*EXERCISE DETAILS*:
All lines of the material below that include the string "contains" are to be copied.
..........
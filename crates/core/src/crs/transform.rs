//! Pure-Rust coordinate transforms between WGS84, Web Mercator and UTM.
//!
//! UTM uses the Snyder (1987) series (USGS Prof. Paper 1395, pp. 61-64),
//! covering EPSG 326xx (UTM North) and 327xx (UTM South). No libproj.

use super::CRS;
use crate::error::{Error, Result};

// ── WGS84 ellipsoid constants ────────────────────────────────────────────

const A: f64 = 6_378_137.0; // semi-major axis (m)
const F: f64 = 1.0 / 298.257_223_563; // flattening
const E2: f64 = 2.0 * F - F * F; // eccentricity squared
const E_PRIME2: f64 = E2 / (1.0 - E2); // second eccentricity squared
const K0: f64 = 0.9996; // UTM scale factor
const FALSE_EASTING: f64 = 500_000.0;
const FALSE_NORTHING_SOUTH: f64 = 10_000_000.0;

/// A projection the transformer knows how to evaluate.
#[derive(Debug, Clone, Copy, PartialEq)]
pub enum Projection {
    /// Geographic longitude/latitude in degrees (EPSG:4326)
    Geographic,
    /// Spherical Web Mercator (EPSG:3857)
    WebMercator,
    /// Universal Transverse Mercator on WGS84
    Utm { zone: u32, north: bool },
}

impl Projection {
    /// Resolve a projection from an EPSG code.
    pub fn from_epsg(epsg: u32) -> Option<Self> {
        match epsg {
            4326 => Some(Projection::Geographic),
            3857 | 900913 => Some(Projection::WebMercator),
            _ => parse_utm_epsg(epsg).map(|(zone, north)| Projection::Utm { zone, north }),
        }
    }

    /// Geographic (lon, lat) degrees → projected coordinates
    fn forward(&self, lon: f64, lat: f64) -> (f64, f64) {
        match *self {
            Projection::Geographic => (lon, lat),
            Projection::WebMercator => {
                let x = A * lon.to_radians();
                let y = A * (std::f64::consts::FRAC_PI_4 + lat.to_radians() / 2.0).tan().ln();
                (x, y)
            }
            Projection::Utm { zone, north } => wgs84_to_utm(lon, lat, zone, north),
        }
    }

    /// Projected coordinates → geographic (lon, lat) degrees
    fn inverse(&self, x: f64, y: f64) -> (f64, f64) {
        match *self {
            Projection::Geographic => (x, y),
            Projection::WebMercator => {
                let lon = (x / A).to_degrees();
                let lat = (2.0 * (y / A).exp().atan() - std::f64::consts::FRAC_PI_2).to_degrees();
                (lon, lat)
            }
            Projection::Utm { zone, north } => utm_to_wgs84(x, y, zone, north),
        }
    }
}

/// Point transformer between two coordinate reference systems.
#[derive(Debug, Clone, Copy)]
pub struct Transformer {
    source: Projection,
    target: Projection,
    identity: bool,
}

impl Transformer {
    /// Build a transformer from `from` to `to`.
    ///
    /// Equivalent CRS always yield an identity transform, even if neither
    /// carries an EPSG code the transformer understands.
    pub fn new(from: &CRS, to: &CRS) -> Result<Self> {
        if from.is_equivalent(to) {
            return Ok(Self {
                source: Projection::Geographic,
                target: Projection::Geographic,
                identity: true,
            });
        }

        let resolve = |crs: &CRS| {
            crs.epsg()
                .and_then(Projection::from_epsg)
                .ok_or_else(|| Error::UnsupportedCrs(crs.identifier()))
        };

        let source = resolve(from)?;
        let target = resolve(to)?;
        Ok(Self {
            source,
            target,
            identity: source == target,
        })
    }

    /// Whether this transform leaves coordinates untouched
    pub fn is_identity(&self) -> bool {
        self.identity
    }

    /// Transform a single coordinate pair
    pub fn transform(&self, x: f64, y: f64) -> (f64, f64) {
        if self.identity {
            return (x, y);
        }
        let (lon, lat) = self.source.inverse(x, y);
        self.target.forward(lon, lat)
    }
}

/// Parse an EPSG code into UTM zone info: `Some((zone, is_north))`.
///
/// - EPSG 326xx → zone xx, North hemisphere
/// - EPSG 327xx → zone xx, South hemisphere
pub fn parse_utm_epsg(epsg: u32) -> Option<(u32, bool)> {
    if (32601..=32660).contains(&epsg) {
        Some((epsg - 32600, true))
    } else if (32701..=32760).contains(&epsg) {
        Some((epsg - 32700, false))
    } else {
        None
    }
}

fn central_meridian(zone: u32) -> f64 {
    ((zone as f64 - 1.0) * 6.0 - 180.0 + 3.0).to_radians()
}

/// Convert WGS84 (longitude, latitude) in degrees to UTM (easting, northing)
/// in metres for the given zone and hemisphere.
fn wgs84_to_utm(lon_deg: f64, lat_deg: f64, zone: u32, north: bool) -> (f64, f64) {
    let lat = lat_deg.to_radians();
    let lon = lon_deg.to_radians();
    let lon0 = central_meridian(zone);

    let sin_lat = lat.sin();
    let cos_lat = lat.cos();
    let tan_lat = lat.tan();

    let n = A / (1.0 - E2 * sin_lat * sin_lat).sqrt();
    let t = tan_lat * tan_lat;
    let c = E_PRIME2 * cos_lat * cos_lat;
    let a_coeff = cos_lat * (lon - lon0);

    let m = meridional_arc(lat);

    let a2 = a_coeff * a_coeff;
    let a4 = a2 * a2;
    let a6 = a4 * a2;

    // Snyder eq. 8-9
    let easting = K0 * n
        * (a_coeff
            + (1.0 - t + c) * a2 * a_coeff / 6.0
            + (5.0 - 18.0 * t + t * t + 72.0 * c - 58.0 * E_PRIME2) * a4 * a_coeff / 120.0)
        + FALSE_EASTING;

    // Snyder eq. 8-10
    let northing = K0
        * (m
            + n * tan_lat
                * (a2 / 2.0
                    + (5.0 - t + 9.0 * c + 4.0 * c * c) * a4 / 24.0
                    + (61.0 - 58.0 * t + t * t + 600.0 * c - 330.0 * E_PRIME2) * a6 / 720.0));

    let northing = if north { northing } else { northing + FALSE_NORTHING_SOUTH };

    (easting, northing)
}

/// Convert UTM (easting, northing) in metres to WGS84 (longitude, latitude)
/// in degrees. Snyder eqs. 8-12 to 8-25.
fn utm_to_wgs84(easting: f64, northing: f64, zone: u32, north: bool) -> (f64, f64) {
    let x = easting - FALSE_EASTING;
    let y = if north { northing } else { northing - FALSE_NORTHING_SOUTH };

    let e4 = E2 * E2;
    let e6 = e4 * E2;
    let sqrt_1e2 = (1.0 - E2).sqrt();
    let e1 = (1.0 - sqrt_1e2) / (1.0 + sqrt_1e2);

    let m = y / K0;
    let mu = m / (A * (1.0 - E2 / 4.0 - 3.0 * e4 / 64.0 - 5.0 * e6 / 256.0));

    // Footpoint latitude
    let phi1 = mu
        + (3.0 * e1 / 2.0 - 27.0 * e1.powi(3) / 32.0) * (2.0 * mu).sin()
        + (21.0 * e1 * e1 / 16.0 - 55.0 * e1.powi(4) / 32.0) * (4.0 * mu).sin()
        + (151.0 * e1.powi(3) / 96.0) * (6.0 * mu).sin()
        + (1097.0 * e1.powi(4) / 512.0) * (8.0 * mu).sin();

    let sin_phi1 = phi1.sin();
    let cos_phi1 = phi1.cos();
    let tan_phi1 = phi1.tan();

    let c1 = E_PRIME2 * cos_phi1 * cos_phi1;
    let t1 = tan_phi1 * tan_phi1;
    let denom = 1.0 - E2 * sin_phi1 * sin_phi1;
    let n1 = A / denom.sqrt();
    let r1 = A * (1.0 - E2) / denom.powf(1.5);
    let d = x / (n1 * K0);

    let d2 = d * d;
    let d3 = d2 * d;
    let d4 = d2 * d2;
    let d5 = d4 * d;
    let d6 = d4 * d2;

    let lat = phi1
        - (n1 * tan_phi1 / r1)
            * (d2 / 2.0
                - (5.0 + 3.0 * t1 + 10.0 * c1 - 4.0 * c1 * c1 - 9.0 * E_PRIME2) * d4 / 24.0
                + (61.0 + 90.0 * t1 + 298.0 * c1 + 45.0 * t1 * t1 - 252.0 * E_PRIME2 - 3.0 * c1 * c1)
                    * d6
                    / 720.0);

    let lon = central_meridian(zone)
        + (d - (1.0 + 2.0 * t1 + c1) * d3 / 6.0
            + (5.0 - 2.0 * c1 + 28.0 * t1 - 3.0 * c1 * c1 + 8.0 * E_PRIME2 + 24.0 * t1 * t1) * d5 / 120.0)
            / cos_phi1;

    (lon.to_degrees(), lat.to_degrees())
}

/// Meridional arc from equator to latitude `lat` (radians).
/// Snyder eq. 3-21.
fn meridional_arc(lat: f64) -> f64 {
    let e2 = E2;
    let e4 = e2 * e2;
    let e6 = e4 * e2;

    A * ((1.0 - e2 / 4.0 - 3.0 * e4 / 64.0 - 5.0 * e6 / 256.0) * lat
        - (3.0 * e2 / 8.0 + 3.0 * e4 / 32.0 + 45.0 * e6 / 1024.0) * (2.0 * lat).sin()
        + (15.0 * e4 / 256.0 + 45.0 * e6 / 1024.0) * (4.0 * lat).sin()
        - (35.0 * e6 / 3072.0) * (6.0 * lat).sin())
}

#[cfg(test)]
mod tests {
    use super::*;
    use approx::assert_relative_eq;

    #[test]
    fn parse_utm_zones() {
        assert_eq!(parse_utm_epsg(32648), Some((48, true)));
        assert_eq!(parse_utm_epsg(32721), Some((21, false)));
        assert_eq!(parse_utm_epsg(32600), None);
        assert_eq!(parse_utm_epsg(32661), None);
        assert_eq!(parse_utm_epsg(4326), None);
    }

    // pyproj: Transformer.from_crs(4326, 32630, always_xy=True)
    //   .transform(-3.7037, 40.4168) → (440298.94, 4474257.31)
    #[test]
    fn madrid_wgs84_to_utm30n() {
        let t = Transformer::new(&CRS::wgs84(), &CRS::from_epsg(32630)).unwrap();
        let (e, n) = t.transform(-3.7037, 40.4168);
        assert_relative_eq!(e, 440_298.94, epsilon = 1.0);
        assert_relative_eq!(n, 4_474_257.31, epsilon = 1.0);
    }

    #[test]
    fn utm_inverse_roundtrip_laos() {
        // Vientiane, UTM zone 48N
        let fwd = Transformer::new(&CRS::wgs84(), &CRS::from_epsg(32648)).unwrap();
        let inv = Transformer::new(&CRS::from_epsg(32648), &CRS::wgs84()).unwrap();

        let (e, n) = fwd.transform(102.6331, 17.9757);
        let (lon, lat) = inv.transform(e, n);
        assert_relative_eq!(lon, 102.6331, epsilon = 1e-6);
        assert_relative_eq!(lat, 17.9757, epsilon = 1e-6);
    }

    #[test]
    fn utm_inverse_roundtrip_south() {
        let fwd = Transformer::new(&CRS::wgs84(), &CRS::from_epsg(32721)).unwrap();
        let inv = Transformer::new(&CRS::from_epsg(32721), &CRS::wgs84()).unwrap();

        let (e, n) = fwd.transform(-58.3816, -34.6037);
        assert!(n > 6_000_000.0);
        let (lon, lat) = inv.transform(e, n);
        assert_relative_eq!(lon, -58.3816, epsilon = 1e-6);
        assert_relative_eq!(lat, -34.6037, epsilon = 1e-6);
    }

    #[test]
    fn central_meridian_maps_to_false_easting() {
        let t = Transformer::new(&CRS::wgs84(), &CRS::from_epsg(32648)).unwrap();
        let (e, n) = t.transform(105.0, 0.0);
        assert_relative_eq!(e, 500_000.0, epsilon = 0.01);
        assert_relative_eq!(n, 0.0, epsilon = 0.01);
    }

    #[test]
    fn web_mercator_roundtrip() {
        let fwd = Transformer::new(&CRS::wgs84(), &CRS::web_mercator()).unwrap();
        let (x, y) = fwd.transform(180.0, 0.0);
        assert_relative_eq!(x, 20_037_508.342789244, epsilon = 1e-6);
        assert_relative_eq!(y, 0.0, epsilon = 1e-6);

        let inv = Transformer::new(&CRS::web_mercator(), &CRS::wgs84()).unwrap();
        let (mx, my) = fwd.transform(102.5, 18.0);
        let (lon, lat) = inv.transform(mx, my);
        assert_relative_eq!(lon, 102.5, epsilon = 1e-9);
        assert_relative_eq!(lat, 18.0, epsilon = 1e-9);
    }

    #[test]
    fn utm_to_utm_via_geographic() {
        let t = Transformer::new(&CRS::from_epsg(32647), &CRS::from_epsg(32648)).unwrap();
        let to_47 = Transformer::new(&CRS::wgs84(), &CRS::from_epsg(32647)).unwrap();
        let to_48 = Transformer::new(&CRS::wgs84(), &CRS::from_epsg(32648)).unwrap();

        let (x47, y47) = to_47.transform(102.0, 19.0);
        let (x48, y48) = to_48.transform(102.0, 19.0);
        let (x, y) = t.transform(x47, y47);
        assert_relative_eq!(x, x48, epsilon = 0.05);
        assert_relative_eq!(y, y48, epsilon = 0.05);
    }

    #[test]
    fn identity_for_equivalent_crs() {
        let t = Transformer::new(&CRS::from_wkt("LOCAL_CS[\"x\"]"), &CRS::from_wkt("LOCAL_CS[\"x\"]")).unwrap();
        assert!(t.is_identity());
        assert_eq!(t.transform(1.5, -2.5), (1.5, -2.5));
    }

    #[test]
    fn unsupported_crs_is_an_error() {
        let err = Transformer::new(&CRS::wgs84(), &CRS::from_epsg(2154)).unwrap_err();
        assert!(matches!(err, Error::UnsupportedCrs(ref id) if id == "EPSG:2154"));
    }
}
..........
*WRITTEN RESPONSE*:
    if (32601..=32660).contains(&epsg) {
    } else if (32701..=32760).contains(&epsg) {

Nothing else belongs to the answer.